He paid for his delusions with his life, and his death is both a warning and a tragedy: This isn’t a game, and the people whipping up disinformation and hostility are going to wind up with more blood on their hands than his.

 

Pedro X. Molina (Counterpoint) creates a two-panel Rake’s Progress tracing the Republican Party’s Dorian Gray descent.

This seems partisan, but it stands up to examination: Joe McCarthy was a bully and an extremist with a falsified resume as a war hero, and the John Birch Society had a paranoid view of the Soviet threat, but they couldn’t begin to match the exoplanetary ignorance of Marjorie Peachtreedish Greene or the breathtaking insanity of Q-Anon.

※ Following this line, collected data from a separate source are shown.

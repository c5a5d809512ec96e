//! Downhole link protocol
//!
//! Packet format: [0xAA] [TYPE] [PAYLOAD] [CSUM_H] [CSUM_L]
//!
//! - `fields`: wire types and transfer functions
//! - `telemetry`: the telemetry layout table and report
//! - `command`: validated downhole commands
//! - `packet`: packet table, checksum, encode/decode
//! - `framer`: stream resynchronization

pub mod command;
pub mod constants;
pub mod fields;
pub mod framer;
pub mod packet;
mod ring_buffer;
pub mod telemetry;

pub use command::{Alarm, CalibrationDirection, ClampNote, Command, MotorConfig, Pwm, Rpm};
pub use fields::{FieldSpec, Transfer, WireType};
pub use framer::{FrameEvent, StreamFramer};
pub use packet::{GyroSlipAlarm, Packet, PacketType, checksum, decode, encode, encode_frame, frame};
pub use telemetry::{RawTelemetry, TELEMETRY_FIELDS, TelemetryReport};
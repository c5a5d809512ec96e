//! Integration tests for downhole-io
//!
//! Every loop runs on its own thread against [`MockTransport`] or the
//! simulated unit, with an in-process store.
//!
//! ```bash
//! cargo test --test integration -- --nocapture
//! ```
//!
//! [`MockTransport`]: downhole_io::transport::MockTransport

mod harness;
mod link;
#[cfg(feature = "sim")]
mod sim;
mod store_server;
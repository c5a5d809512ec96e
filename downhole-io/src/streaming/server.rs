//! TCP access to the shared store
//!
//! External collaborators (GUI, loggers, depth and load drivers) reach the
//! daemon's store through this server. Each client gets its own thread.
//!
//! # Messages
//!
//! Internally tagged JSON, one per frame (see [`super::wire`]):
//!
//! | Request | Response |
//! |---------|----------|
//! | `{"type":"Get","key":..}` | `{"type":"Value","value":..}` (null if absent) |
//! | `{"type":"Set","key":..,"value":..}` | `{"type":"Ok"}` |
//! | `{"type":"Publish","topic":..,"payload":..}` | `{"type":"Ok"}` |
//! | `{"type":"Subscribe","topic":..}` | `{"type":"Ok"}`, then a `Message` per publish |
//! | `{"type":"Snapshot"}` | `{"type":"State",..}` with the drill state fields |
//!
//! Malformed JSON is answered with `{"type":"Error","message":..}` and the
//! connection stays open. An oversized length prefix closes it. After
//! `Subscribe` the connection only streams messages until the client leaves.
//! A subscriber that stops reading is dropped after one write timeout.

use super::wire::{FrameReader, write_message};
use crate::error::{Error, Result};
use crate::state::{DrillState, DrillStateAggregator};
use crate::store::SharedStore;
use serde::{Deserialize, Serialize};
use std::io::ErrorKind;
use std::net::{SocketAddr, TcpListener, TcpStream};
use std::sync::Arc;
use std::sync::atomic::{AtomicBool, Ordering};
use std::thread::{self, JoinHandle};
use std::time::Duration;

/// Client socket read and write timeout, bounds shutdown latency
const CLIENT_POLL: Duration = Duration::from_millis(200);

/// Read timeout while a subscriber's topic is quiet, only to notice hangups
const HANGUP_POLL: Duration = Duration::from_millis(1);

/// Pause between accept attempts on an idle listener
const ACCEPT_POLL: Duration = Duration::from_millis(50);

#[derive(Debug, Clone, PartialEq, Serialize, Deserialize)]
#[serde(tag = "type")]
pub enum Request {
    Get { key: String },
    Set { key: String, value: String },
    Publish { topic: String, payload: String },
    Subscribe { topic: String },
    Snapshot,
}

#[derive(Debug, Clone, PartialEq, Serialize, Deserialize)]
#[serde(tag = "type")]
pub enum Response {
    Value { value: Option<String> },
    Ok,
    Message { topic: String, payload: String },
    State(DrillState),
    Error { message: String },
}

pub struct StoreServer {
    listener: TcpListener,
    store: Arc<dyn SharedStore>,
    aggregator: Arc<DrillStateAggregator>,
    shutdown: Arc<AtomicBool>,
}

impl StoreServer {
    pub fn bind(
        bind_address: &str,
        store: Arc<dyn SharedStore>,
        liveness_threshold_secs: f64,
        shutdown: Arc<AtomicBool>,
    ) -> Result<Self> {
        let listener = TcpListener::bind(bind_address)?;
        listener.set_nonblocking(true)?;
        let aggregator = Arc::new(DrillStateAggregator::new(
            Arc::clone(&store),
            liveness_threshold_secs,
        ));
        log::info!("Store server listening on {}", listener.local_addr()?);
        Ok(Self {
            listener,
            store,
            aggregator,
            shutdown,
        })
    }

    pub fn local_addr(&self) -> Result<SocketAddr> {
        Ok(self.listener.local_addr()?)
    }

    /// Accept clients until shutdown, then wait for their threads
    pub fn run(self) -> Result<()> {
        let mut clients: Vec<JoinHandle<()>> = Vec::new();

        while !self.shutdown.load(Ordering::Relaxed) {
            match self.listener.accept() {
                Ok((stream, addr)) => match self.spawn_session(stream, addr) {
                    Ok(handle) => clients.push(handle),
                    Err(e) => log::warn!("Dropping client {}: {}", addr, e),
                },
                Err(ref e) if e.kind() == ErrorKind::WouldBlock => {
                    thread::sleep(ACCEPT_POLL);
                }
                Err(e) => {
                    log::error!("Error accepting client connection: {}", e);
                    thread::sleep(ACCEPT_POLL);
                }
            }
            clients.retain(|h| !h.is_finished());
        }

        for handle in clients {
            if handle.join().is_err() {
                log::error!("Store client thread panicked");
            }
        }
        log::info!("Store server stopped");
        Ok(())
    }

    /// [`StoreServer::run`] on a named thread
    pub fn spawn(self) -> Result<JoinHandle<()>> {
        let handle = thread::Builder::new()
            .name("store-server".to_string())
            .spawn(move || {
                if let Err(e) = self.run() {
                    log::error!("Store server error: {}", e);
                }
            })?;
        Ok(handle)
    }

    fn spawn_session(&self, stream: TcpStream, addr: SocketAddr) -> Result<JoinHandle<()>> {
        stream.set_nonblocking(false)?;
        stream.set_read_timeout(Some(CLIENT_POLL))?;
        stream.set_write_timeout(Some(CLIENT_POLL))?;
        stream.set_nodelay(true)?;
        log::info!("Store client connected: {}", addr);

        let mut session = ClientSession {
            stream,
            reader: FrameReader::new(),
            store: Arc::clone(&self.store),
            aggregator: Arc::clone(&self.aggregator),
            shutdown: Arc::clone(&self.shutdown),
        };
        let handle = thread::Builder::new()
            .name(format!("store-client-{}", addr))
            .spawn(move || match session.run() {
                Ok(()) => log::info!("Store client {} disconnected", addr),
                Err(e) => log::warn!("Store client {} dropped: {}", addr, e),
            })?;
        Ok(handle)
    }
}

struct ClientSession {
    stream: TcpStream,
    reader: FrameReader,
    store: Arc<dyn SharedStore>,
    aggregator: Arc<DrillStateAggregator>,
    shutdown: Arc<AtomicBool>,
}

impl ClientSession {
    fn run(&mut self) -> Result<()> {
        while !self.shutdown.load(Ordering::Relaxed) {
            let payload = match self.reader.poll(&mut self.stream) {
                Ok(Some(payload)) => payload,
                Ok(None) => continue,
                Err(Error::Io(e)) if is_hangup(e.kind()) => return Ok(()),
                Err(e) => return Err(e),
            };

            let request = match serde_json::from_slice::<Request>(&payload) {
                Ok(request) => request,
                Err(e) => {
                    log::debug!("Malformed request: {}", e);
                    self.reply(&Response::Error {
                        message: format!("malformed request: {}", e),
                    })?;
                    continue;
                }
            };

            if let Request::Subscribe { topic } = request {
                return self.stream_topic(&topic);
            }
            let response = self.handle(request);
            self.reply(&response)?;
        }
        Ok(())
    }

    fn handle(&self, request: Request) -> Response {
        let result = match request {
            Request::Get { key } => self.store.get(&key).map(|value| Response::Value { value }),
            Request::Set { key, value } => self.store.set(&key, &value).map(|()| Response::Ok),
            Request::Publish { topic, payload } => {
                self.store.publish(&topic, &payload).map(|_| Response::Ok)
            }
            Request::Snapshot => Ok(Response::State(self.aggregator.snapshot())),
            Request::Subscribe { .. } => Err(Error::Other("already subscribed".to_string())),
        };
        result.unwrap_or_else(|e| Response::Error {
            message: e.to_string(),
        })
    }

    /// Forward every message on `topic` until the client goes away
    fn stream_topic(&mut self, topic: &str) -> Result<()> {
        let subscription = match self.store.subscribe(topic) {
            Ok(sub) => sub,
            Err(e) => {
                return self.reply(&Response::Error {
                    message: e.to_string(),
                });
            }
        };
        self.reply(&Response::Ok)?;
        self.stream.set_read_timeout(Some(HANGUP_POLL))?;
        log::debug!("Client subscribed to '{}'", topic);

        while !self.shutdown.load(Ordering::Relaxed) {
            let Some(msg) = subscription.recv_timeout(CLIENT_POLL)? else {
                // Quiet topic: a write would never fail, so check for a hangup
                match self.reader.poll(&mut self.stream) {
                    Ok(None) => {}
                    Ok(Some(_)) => log::debug!("Ignoring request on '{}' subscription", topic),
                    Err(Error::Io(e)) if is_hangup(e.kind()) => return Ok(()),
                    Err(e) => return Err(e),
                }
                continue;
            };
            let response = Response::Message {
                topic: msg.topic,
                payload: msg.payload,
            };
            match self.reply(&response) {
                Ok(()) => {}
                Err(Error::Io(e)) => {
                    // Includes a write timeout from a client that stopped reading
                    log::debug!("Subscriber on '{}' gone: {}", topic, e);
                    return Ok(());
                }
                Err(e) => return Err(e),
            }
        }
        Ok(())
    }

    fn reply(&mut self, response: &Response) -> Result<()> {
        write_message(&mut self.stream, response)
    }
}

fn is_hangup(kind: ErrorKind) -> bool {
    matches!(
        kind,
        ErrorKind::UnexpectedEof
            | ErrorKind::ConnectionReset
            | ErrorKind::ConnectionAborted
            | ErrorKind::BrokenPipe
    )
}

#[cfg(test)]
mod tests {
    use super::*;

    #[test]
    fn test_request_json_shape() {
        let json = r#"{"type":"Set","key":"load-cell","value":"{\"load\":3.5}"}"#;
        let request: Request = serde_json::from_str(json).unwrap();
        assert_eq!(
            request,
            Request::Set {
                key: "load-cell".to_string(),
                value: r#"{"load":3.5}"#.to_string(),
            }
        );
        assert_eq!(
            serde_json::from_str::<Request>(r#"{"type":"Snapshot"}"#).unwrap(),
            Request::Snapshot
        );
    }

    #[test]
    fn test_response_json_shape() {
        let value = serde_json::to_value(Response::Value { value: None }).unwrap();
        assert_eq!(value, serde_json::json!({"type": "Value", "value": null}));

        let state = serde_json::to_value(Response::State(DrillState::default())).unwrap();
        assert_eq!(state["type"], "State");
        assert_eq!(state["alive"], false);
    }
}
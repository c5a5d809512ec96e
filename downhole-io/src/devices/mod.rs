//! Stand-ins for the downhole hardware

#[cfg(feature = "sim")]
pub mod sim;
//! Orientation calibration and angle extraction
//!
//! Each estimation method keeps its own offset in the store under
//! `oricalib-<method>-<incl|azim|roll>`. Zeroing records the negated roll of
//! the current raw attitude; calibration rotates about world z by that amount
//! so the zeroed attitude reads roll 0.

use super::quaternion::Quaternion;
use crate::error::Result;
use crate::ingest::TelemetryRecord;
use crate::store::{KEY_DRILL_STATE, KEY_ORIENTATION_AHRS, SharedStore, read_f64, read_json};
use serde::{Deserialize, Serialize};
use std::fmt;

/// Attitude source
#[derive(Debug, Clone, Copy, PartialEq, Eq, Hash, Serialize, Deserialize)]
#[serde(rename_all = "lowercase")]
pub enum Method {
    /// On-board sensor fusion quaternion from telemetry
    Sfus,
    /// External AHRS filter output
    Ahrs,
}

impl Method {
    pub const ALL: [Method; 2] = [Method::Sfus, Method::Ahrs];

    pub fn name(self) -> &'static str {
        match self {
            Method::Sfus => "sfus",
            Method::Ahrs => "ahrs",
        }
    }

    pub fn from_name(name: &str) -> Option<Self> {
        Self::ALL.into_iter().find(|m| m.name() == name)
    }
}

impl fmt::Display for Method {
    fn fmt(&self, f: &mut fmt::Formatter<'_>) -> fmt::Result {
        f.write_str(self.name())
    }
}

/// Store key of one offset angle (`incl`, `azim` or `roll`)
pub fn offset_key(method: Method, angle: &str) -> String {
    format!("oricalib-{}-{}", method.name(), angle)
}

/// Angles in degrees
#[derive(Debug, Clone, Copy, Default, PartialEq, Serialize, Deserialize)]
pub struct Angles {
    pub inclination: f64,
    pub azimuth: f64,
    pub roll: f64,
}

/// Persisted per-method offset
pub type OrientationOffset = Angles;

impl OrientationOffset {
    /// Read a method's offset; absent or non-numeric angles are 0
    pub fn load(store: &dyn SharedStore, method: Method) -> Self {
        Self {
            inclination: read_f64(store, &offset_key(method, "incl")),
            azimuth: read_f64(store, &offset_key(method, "azim")),
            roll: read_f64(store, &offset_key(method, "roll")),
        }
    }
}

/// Calibrated attitude and its angles
#[derive(Debug, Clone, Copy, PartialEq, Serialize, Deserialize)]
pub struct OrientationEstimate {
    pub quaternion: Quaternion,
    #[serde(flatten)]
    pub angles: Angles,
}

/// Apply a stored offset: rotate about world z by `offset.roll`
///
/// A zero roll offset returns `q` unchanged.
pub fn calibrate(q: Quaternion, offset: &OrientationOffset) -> Quaternion {
    if offset.roll == 0.0 {
        return q;
    }
    Quaternion::about_z(offset.roll.to_radians()) * q
}

/// Inclination, azimuth and roll of the tool axes rotated by `q`
///
/// Inclination is 0 with the tool z axis pointing straight down.
pub fn extract_angles(q: Quaternion) -> Angles {
    let q = q.normalized().unwrap_or_default();
    let x = q.rotate([1.0, 0.0, 0.0]);
    let z = q.rotate([0.0, 0.0, 1.0]);
    Angles {
        inclination: 180.0 - z[2].clamp(-1.0, 1.0).acos().to_degrees(),
        azimuth: z[1].atan2(z[0]).to_degrees(),
        roll: x[1].atan2(x[0]).to_degrees(),
    }
}

/// Calibrated estimate for a raw sample; invalid samples give `None`
pub fn estimate(raw: Quaternion, offset: &OrientationOffset) -> Option<OrientationEstimate> {
    if !raw.is_valid_sample() {
        log::trace!("Skipping invalid quaternion {:?}", raw.to_array());
        return None;
    }
    let quaternion = calibrate(raw.normalized()?, offset);
    Some(OrientationEstimate {
        quaternion,
        angles: extract_angles(quaternion),
    })
}

fn format_angle(value: f64) -> String {
    // -0.0 would print as "-0"
    if value == 0.0 {
        "0".to_string()
    } else {
        value.to_string()
    }
}

/// Persist a new offset for `method`
///
/// With the tool's current x axis (world frame), the stored roll cancels the
/// measured roll and inclination/azimuth are zeroed. Without an axis every
/// angle is reset to 0.
pub fn set_offset(
    store: &dyn SharedStore,
    method: Method,
    x_axis: Option<[f64; 3]>,
) -> Result<OrientationOffset> {
    let roll = x_axis.map_or(0.0, |x| -x[1].atan2(x[0]).to_degrees());
    let offset = OrientationOffset {
        inclination: 0.0,
        azimuth: 0.0,
        roll,
    };
    store.set(&offset_key(method, "incl"), &format_angle(offset.inclination))?;
    store.set(&offset_key(method, "azim"), &format_angle(offset.azimuth))?;
    store.set(&offset_key(method, "roll"), &format_angle(offset.roll))?;
    log::info!("Orientation offset for {}: roll={:.2}°", method, offset.roll);
    Ok(offset)
}

/// Latest valid raw quaternion for `method`
pub fn raw_quaternion(store: &dyn SharedStore, method: Method) -> Option<Quaternion> {
    let q = match method {
        Method::Sfus => {
            let record: TelemetryRecord = read_json(store, KEY_DRILL_STATE)?;
            Quaternion::from_array(record.telemetry.quaternion())
        }
        Method::Ahrs => Quaternion::from_array(read_json::<[f64; 4]>(store, KEY_ORIENTATION_AHRS)?),
    };
    q.is_valid_sample().then_some(q)
}

/// Zero `method` against its current raw attitude
///
/// Returns `Ok(None)` when no valid sample is available.
pub fn zero(store: &dyn SharedStore, method: Method) -> Result<Option<OrientationOffset>> {
    let Some(q) = raw_quaternion(store, method).and_then(|q| q.normalized()) else {
        log::warn!("Cannot zero {}: no valid orientation sample", method);
        return Ok(None);
    };
    set_offset(store, method, Some(q.rotate([1.0, 0.0, 0.0]))).map(Some)
}
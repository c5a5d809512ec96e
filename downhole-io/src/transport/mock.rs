//! Mock transport for testing
//!
//! Clones share one pair of buffers, so a test can keep a handle while the
//! loop under test owns another.

use super::{Connector, Transport};
use crate::error::{Error, Result};
use parking_lot::Mutex;
use std::collections::VecDeque;
use std::sync::Arc;
use std::time::Duration;

/// Pause on an empty read, standing in for the serial read timeout
const EMPTY_READ_DELAY: Duration = Duration::from_millis(1);

/// In-memory transport
#[derive(Clone)]
pub struct MockTransport {
    inner: Arc<Mutex<MockTransportInner>>,
}

#[derive(Default)]
struct MockTransportInner {
    read_buffer: VecDeque<u8>,
    write_buffer: Vec<u8>,
    failed: bool,
    connects: usize,
}

impl MockTransport {
    pub fn new() -> Self {
        MockTransport {
            inner: Arc::new(Mutex::new(MockTransportInner::default())),
        }
    }

    /// Inject data to be read
    pub fn inject_read(&self, data: &[u8]) {
        self.inner.lock().read_buffer.extend(data);
    }

    /// Get all written data
    pub fn get_written(&self) -> Vec<u8> {
        self.inner.lock().write_buffer.clone()
    }

    pub fn clear_written(&self) {
        self.inner.lock().write_buffer.clear();
    }

    /// Make every read and write fail with [`Error::Disconnected`], and
    /// refuse new connections, until cleared
    pub fn set_failed(&self, failed: bool) {
        self.inner.lock().failed = failed;
    }

    /// Number of successful [`Connector::connect`] calls
    pub fn connect_count(&self) -> usize {
        self.inner.lock().connects
    }
}

impl Transport for MockTransport {
    fn read(&mut self, buffer: &mut [u8]) -> Result<usize> {
        let n = {
            let mut inner = self.inner.lock();
            if inner.failed {
                return Err(Error::Disconnected);
            }
            let n = inner.read_buffer.len().min(buffer.len());
            for (slot, b) in buffer.iter_mut().zip(inner.read_buffer.drain(..n)) {
                *slot = b;
            }
            n
        };
        if n == 0 {
            std::thread::sleep(EMPTY_READ_DELAY);
        }
        Ok(n)
    }

    fn write(&mut self, data: &[u8]) -> Result<usize> {
        let mut inner = self.inner.lock();
        if inner.failed {
            return Err(Error::Disconnected);
        }
        inner.write_buffer.extend_from_slice(data);
        Ok(data.len())
    }

    fn flush(&mut self) -> Result<()> {
        Ok(())
    }

    fn available(&mut self) -> Result<usize> {
        Ok(self.inner.lock().read_buffer.len())
    }
}

impl Connector for MockTransport {
    fn describe(&self) -> String {
        "mock".to_string()
    }

    fn connect(&self) -> Result<Box<dyn Transport>> {
        let mut inner = self.inner.lock();
        if inner.failed {
            return Err(Error::Disconnected);
        }
        inner.connects += 1;
        Ok(Box::new(self.clone()))
    }
}

impl Default for MockTransport {
    fn default() -> Self {
        Self::new()
    }
}
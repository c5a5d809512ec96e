//! Command dispatcher
//!
//! Turns operator intents from the `downhole` topic into validated commands
//! and writes them to the link. Sends are fire-and-forget.
//!
//! # Intent grammar
//!
//! | Intent | Command |
//! |--------|---------|
//! | `ping` | Ping |
//! | `motor-stop` | MotorStop |
//! | `motor-pwm:<int>` | MotorStartPWM, clamped to ±255 |
//! | `motor-rpm:<int>` | MotorStartRPM, clamped to ±120 |
//! | `motor-config:<name>` | MotorFlashConfig (parvalux, skateboard, hacker, plettenberg) |
//! | `set-alarm:<name>,<0\|1>` | SetAlarm (gyro) |
//! | `motor-rotate-by:<degrees>,<pwm>` | MotorRotateBy, pwm clamped |
//! | `bno055-calibrate:<0\|1>,<slot>` | Bno055SaveLoadCalibration (0 = load, 1 = save) |
//! | `motor-set-tachometer:<int>` | MotorSetTachometer |

use crate::error::Result;
use crate::protocol::{
    Alarm, CalibrationDirection, ClampNote, Command, MotorConfig, encode_frame,
};
use crate::store::Subscription;
use crate::transport::Transport;
use std::str::FromStr;
use std::sync::atomic::{AtomicBool, Ordering};
use std::time::Duration;

/// Why an intent was rejected
#[derive(Debug, Clone, PartialEq, Eq, thiserror::Error)]
pub enum DispatchError {
    #[error("unknown verb '{0}'")]
    UnknownVerb(String),

    #[error("bad arguments for '{verb}': {reason}")]
    BadArguments { verb: String, reason: String },

    #[error("unknown motor config '{0}'")]
    UnknownConfig(String),

    #[error("unknown alarm '{0}'")]
    UnknownAlarm(String),
}

fn bad(verb: &str, reason: impl Into<String>) -> DispatchError {
    DispatchError::BadArguments {
        verb: verb.to_string(),
        reason: reason.into(),
    }
}

/// Split `args` on commas, requiring exactly `N` values
fn split_args<'a, const N: usize>(
    verb: &str,
    args: Option<&'a str>,
) -> std::result::Result<[&'a str; N], DispatchError> {
    let parts: Vec<&str> = match args {
        Some(a) if !a.trim().is_empty() => a.split(',').map(str::trim).collect(),
        _ => Vec::new(),
    };
    let count = parts.len();
    parts
        .try_into()
        .map_err(|_| bad(verb, format!("expected {} argument(s), got {}", N, count)))
}

fn number<T: FromStr>(verb: &str, s: &str) -> std::result::Result<T, DispatchError> {
    s.parse()
        .map_err(|_| bad(verb, format!("'{}' is not a valid number", s)))
}

/// Parse an intent, reporting any clamping applied to its parameters
pub fn parse_intent(
    intent: &str,
) -> std::result::Result<(Command, Option<ClampNote>), DispatchError> {
    let intent = intent.trim();
    let (verb, args) = match intent.split_once(':') {
        Some((verb, args)) => (verb.trim(), Some(args)),
        None => (intent, None),
    };

    let parsed = match verb {
        "ping" => {
            let [] = split_args::<0>(verb, args)?;
            (Command::Ping, None)
        }
        "motor-stop" => {
            let [] = split_args::<0>(verb, args)?;
            (Command::MotorStop, None)
        }
        "motor-pwm" => {
            let [pwm] = split_args::<1>(verb, args)?;
            Command::motor_pwm(number(verb, pwm)?)
        }
        "motor-rpm" => {
            let [rpm] = split_args::<1>(verb, args)?;
            Command::motor_rpm(number(verb, rpm)?)
        }
        "motor-config" => {
            let [name] = split_args::<1>(verb, args)?;
            let config = MotorConfig::from_name(name)
                .ok_or_else(|| DispatchError::UnknownConfig(name.to_string()))?;
            (Command::MotorFlashConfig(config), None)
        }
        "set-alarm" => {
            let [name, enabled] = split_args::<2>(verb, args)?;
            let alarm = Alarm::from_name(name)
                .ok_or_else(|| DispatchError::UnknownAlarm(name.to_string()))?;
            let enabled = match enabled {
                "0" => false,
                "1" => true,
                other => {
                    return Err(bad(verb, format!("enabled must be 0 or 1, got '{}'", other)));
                }
            };
            (Command::SetAlarm { alarm, enabled }, None)
        }
        "motor-rotate-by" => {
            let [degrees, pwm] = split_args::<2>(verb, args)?;
            Command::rotate_by(number(verb, degrees)?, number(verb, pwm)?)
        }
        "bno055-calibrate" => {
            let [direction, slot] = split_args::<2>(verb, args)?;
            let direction = CalibrationDirection::from_id(number(verb, direction)?)
                .ok_or_else(|| bad(verb, "direction must be 0 (load) or 1 (save)"))?;
            let slot = number(verb, slot)?;
            (Command::Bno055SaveLoadCalibration { direction, slot }, None)
        }
        "motor-set-tachometer" => {
            let [count] = split_args::<1>(verb, args)?;
            (Command::MotorSetTachometer(number(verb, count)?), None)
        }
        _ => return Err(DispatchError::UnknownVerb(verb.to_string())),
    };
    Ok(parsed)
}

/// Validate an intent into a command; clamping is logged, not an error
pub fn dispatch(intent: &str) -> std::result::Result<Command, DispatchError> {
    let (command, note) = parse_intent(intent)?;
    if let Some(note) = note {
        log::info!("'{}': {}", intent, note);
    }
    Ok(command)
}

/// Writes dispatched commands to the downhole link
pub struct CommandDispatcher<T: Transport> {
    transport: T,
    sent: u64,
    rejected: u64,
}

impl<T: Transport> CommandDispatcher<T> {
    pub fn new(transport: T) -> Self {
        Self {
            transport,
            sent: 0,
            rejected: 0,
        }
    }

    /// Write one framed command
    pub fn send(&mut self, command: &Command) -> Result<()> {
        let bytes = encode_frame(command);
        log::trace!("TX {:02X?}", bytes);
        self.transport.send(&bytes)?;
        self.sent += 1;
        Ok(())
    }

    /// Dispatch and send one intent
    ///
    /// Invalid intents are logged and dropped; only link failures are errors.
    pub fn handle_intent(&mut self, intent: &str) -> Result<()> {
        match dispatch(intent) {
            Ok(command) => {
                self.send(&command)?;
                log::info!("Sent '{}'", intent.trim());
            }
            Err(e) => {
                self.rejected += 1;
                log::warn!("Dropping intent '{}': {}", intent.trim(), e);
            }
        }
        Ok(())
    }

    /// Process intents until shutdown, then stop the motor
    ///
    /// `poll` bounds how long a shutdown request can go unnoticed.
    pub fn run(
        &mut self,
        intents: &Subscription,
        shutdown: &AtomicBool,
        poll: Duration,
    ) -> Result<()> {
        log::info!("Command dispatcher started");
        while !shutdown.load(Ordering::Relaxed) {
            if let Some(msg) = intents.recv_timeout(poll)? {
                self.handle_intent(&msg.payload)?;
            }
        }

        if let Err(e) = self.send(&Command::MotorStop) {
            log::warn!("Final motor stop not sent: {}", e);
        }
        log::info!(
            "Command dispatcher stopped (sent={}, rejected={})",
            self.sent,
            self.rejected
        );
        Ok(())
    }

    pub fn sent_count(&self) -> u64 {
        self.sent
    }

    pub fn rejected_count(&self) -> u64 {
        self.rejected
    }
}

Molina is hardly off-base to depict the GOP has having embraced extremists, while, on the other side, though both conservatives and centrists may wish the Squad would moderate their idealistic demands, they can only attack their degree of pragmatism, not their degree of sanity.

 

Scott Stantis (Counterpoint) frames the accusation bluntly, and, if it’s premature to judge everyone’s response to the DOJ search and upcoming warrant release, it’s certainly not too soon to question the Republican’s shifting stance on respect for the law, because it’s not simply the obvious hypocrisy of denouncing “Defund the Police” one day and calling to disband the FBI the next.

There were also the adamant declarations of support for police that turned into abandonment when the Jan 6 mob attacked the Capitol Police. Not only was there barely a chirp of support from the right side of the aisle, but they nitpicked over how Brian Sicknick died and seem equally blasé about the officers who took their own lives in the wake of the riot.

 

Again, it may not be fair to judge this Michael Ramirez (Creators) cartoon in light of what we’ve learned over the past 12 hours about the targets of the search, though his cynical assumption that DOJ would issue a search warrant without a serious intent treads a line between partisanship and disloyalty.

But go cry on Janet Reno’s shoulder. A certain degree of partisan pile-on comes with the job, and Garland is showing himself to be a big boy in his ability to respond with the kind of quiet insistence that made David Carradine’s Kwai Chang Caine so popular.

 

However, while it may be within reasonable bounds to accuse the DOJ of overreacting to a lack of cooperation with previous efforts, Dana Summers (Tribune) might have held back on making an accusation this specific until he had at least a tiny shred of evidence in hand.

 

It’s inevitable that openly, deliberately dishonest claims will emerge on social media, such as the phony picture that went around claiming a far larger turnout for Trump’s recent Wisconsin rally.

The kind of screwball frauds once batted around in barrooms have now found a larger megaphone.

 

But Kirk Walters (KFS) is not the only professinal commentator pushing a clearly false narrative about the boost of IRS hiring included in the Inflation Reduction Act.

The notion that new enforcement agents will target the middle class and small business may be defensible as “spin,” though stated intentions are to send them after the tax-dodging plutocrats.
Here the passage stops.